To visualize this, let’s train another model, but this time, on the sepal length (cm) and sepal width (cm). We will see, that the decision boundaries start to look weird

from sklearn.inspection import DecisionBoundaryDisplay

X_sepal = iris_df[["sepal length (cm)", "sepal width (cm)"]].to_numpy()
y_sepal = iris_df["target"]

model_sepal = DecisionTreeClassifier()
model_sepal.fit(X_sepal, y_sepal)

fig, ax = plt.subplots()
xx, yy = np.meshgrid(
    np.linspace(X_sepal[:,0].min(), X_sepal[:,0].max(), 100),
    np.linspace(X_sepal[:,1].min(), X_sepal[:,1].max(), 100)
)

grid = np.stack([xx.ravel(), yy.ravel()], axis=1)
response = model_sepal.predict(grid).reshape(xx.shape)
display = DecisionBoundaryDisplay(xx0=xx, xx1=yy, response=response)
display.plot(ax=ax)

ax.scatter(X_sepal[:,0], X_sepal[:, 1], c=y_sepal, edgecolors="k")
plt.xlabel("sepal length (cm)")
plt.ylabel("sepal width (cm)")
plt.title("Decision Boundaries for Sepal Length and Sepal Width")
plt.show()

_images/a3c7919a28dfd3ff1637a2039d055d6e95c2f3508de4fbe05de964093728e616.svg

What is the gini value, that is given for each node?

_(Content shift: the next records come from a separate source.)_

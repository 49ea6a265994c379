//! CLI commands and argument parsing

use clap::{Parser, Subcommand};
use std::path::PathBuf;

/// Librato metrics API command-line client
#[derive(Parser, Debug)]
#[command(name = "librato")]
#[command(author, version, about, long_about = None)]
pub struct Cli {
    /// Configuration file (YAML or JSON)
    #[arg(short = 'C', long, global = true)]
    pub config: Option<PathBuf>,

    /// Account email (overrides config and LIBRATO_EMAIL)
    #[arg(long, global = true)]
    pub email: Option<String>,

    /// API token (overrides config and LIBRATO_TOKEN)
    #[arg(long, global = true)]
    pub token: Option<String>,

    /// API base URL (overrides config and LIBRATO_URL)
    #[arg(long, global = true)]
    pub url: Option<String>,

    /// Output format
    #[arg(short, long, global = true, default_value = "json")]
    pub format: OutputFormat,

    /// Verbose output
    #[arg(short, long, global = true)]
    pub verbose: bool,

    #[command(subcommand)]
    pub command: Commands,
}

/// CLI subcommands
#[derive(Subcommand, Debug)]
pub enum Commands {
    /// Work with metrics
    #[command(subcommand)]
    Metrics(MetricsCommand),
}

/// `metrics` subcommands
#[derive(Subcommand, Debug)]
pub enum MetricsCommand {
    /// List metrics
    List {
        /// Only metrics matching this name
        #[arg(long)]
        name: Option<String>,

        /// Index of the first metric
        #[arg(long)]
        offset: Option<u64>,

        /// Page size
        #[arg(long)]
        length: Option<u64>,

        /// Field to order by
        #[arg(long = "orderby")]
        order_by: Option<String>,

        /// Sort direction
        #[arg(long)]
        sort: Option<String>,

        /// Follow pagination and print every page
        #[arg(long)]
        all: bool,
    },

    /// Update a metric by name
    Update(UpdateArgs),
}

/// Arguments for `metrics update`
#[derive(clap::Args, Debug)]
pub struct UpdateArgs {
    /// Metric name
    pub name: String,

    /// Display name
    #[arg(long)]
    pub display_name: Option<String>,

    /// Reporting period in seconds
    #[arg(long)]
    pub period: Option<u32>,

    /// Chart color
    #[arg(long)]
    pub color: Option<String>,

    /// Y axis lower bound
    #[arg(long)]
    pub display_min: Option<String>,

    /// Y axis upper bound
    #[arg(long)]
    pub display_max: Option<String>,

    /// Short unit label
    #[arg(long)]
    pub units_short: Option<String>,

    /// Stack series by default
    #[arg(long)]
    pub stacked: bool,

    /// Display transform expression
    #[arg(long)]
    pub transform: Option<String>,
}

/// Output format
#[derive(Debug, Clone, Copy, PartialEq, Eq, clap::ValueEnum)]
pub enum OutputFormat {
    /// JSON output (one message per line)
    Json,
    /// Human-readable output
    Pretty,
}
//! Authenticator implementation
//!
//! Applies the configured credentials to outgoing requests.

use super::types::AuthConfig;
use reqwest::RequestBuilder;

/// Authenticator handles applying authentication to HTTP requests
#[derive(Debug, Clone, Default)]
pub struct Authenticator {
    config: AuthConfig,
}

impl Authenticator {
    /// Create a new authenticator with the given config
    pub fn new(config: AuthConfig) -> Self {
        Self { config }
    }

    /// The underlying auth configuration
    pub fn config(&self) -> &AuthConfig {
        &self.config
    }

    /// Apply authentication to a request builder
    pub fn apply(&self, req: RequestBuilder) -> RequestBuilder {
        match &self.config {
            AuthConfig::None => req,

            AuthConfig::Basic { username, password } => req.basic_auth(username, Some(password)),
        }
    }
}
//! Auth configuration types

/// Authentication configuration
#[derive(Debug, Clone, Default)]
pub enum AuthConfig {
    /// No authentication required
    #[default]
    None,

    /// HTTP Basic authentication (Librato: account email + API token)
    Basic {
        /// Username
        username: String,
        /// Password
        password: String,
    },
}

impl AuthConfig {
    /// Basic auth from a Librato account email and API token
    pub fn librato(email: impl Into<String>, token: impl Into<String>) -> Self {
        Self::Basic {
            username: email.into(),
            password: token.into(),
        }
    }

    /// Whether any credentials are configured
    pub fn is_none(&self) -> bool {
        matches!(self, Self::None)
    }
}

#[cfg(test)]
mod type_tests {
    use super::*;

    #[test]
    fn test_auth_config_default() {
        let config = AuthConfig::default();
        assert!(config.is_none());
    }

    #[test]
    fn test_librato_credentials_map_to_basic() {
        let config = AuthConfig::librato("ops@example.com", "secret");
        match config {
            AuthConfig::Basic { username, password } => {
                assert_eq!(username, "ops@example.com");
                assert_eq!(password, "secret");
            }
            other => panic!("Expected Basic, got {other:?}"),
        }
    }
}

Compute the value for class frequencies [40,41,39].

See: https://en.wikipedia.org/wiki/Decision_tree_learning#Gini_impurity

The gini index, named after the mathematician Corrado Gini, is a measure of class impurity, that the Decision Tree tries to minimize. It represents, of how often a randomly chosen instance would be incorrectly labeled, if labels were decided randomly according to the relative number of instances of the respective class.

Let \(Y\) be a multiset of class labels from the underlying class set \(C=\{1, ..., c\}\). Then the relative frequencies \(p_i\) of each class \(i\in C\) is given by:

\[ p_i = \frac{|\{y \in Y | y=i\}|}{|Y|} \]

Then, the gini index \(I_G\) can be computed as:

\[\begin{split} \begin{align*} I_G(p) &= \sum_{i=1}^c \left( p_i \sum_{j \neq i} p_j \right)\\ &= \sum_{i=1}^c p_i (1 - p_i)\\ &= \sum_{i=1}^c (p_i - p_i^2)\\ &= \sum_{i=1}^c p_i - \sum_{i=1}^c p_i^2\\ &= 1 - \sum_{i=1}^c p_i^2 \end{align*} \end{split}\]

A gini index of 0 means, that all instances belong to the same class.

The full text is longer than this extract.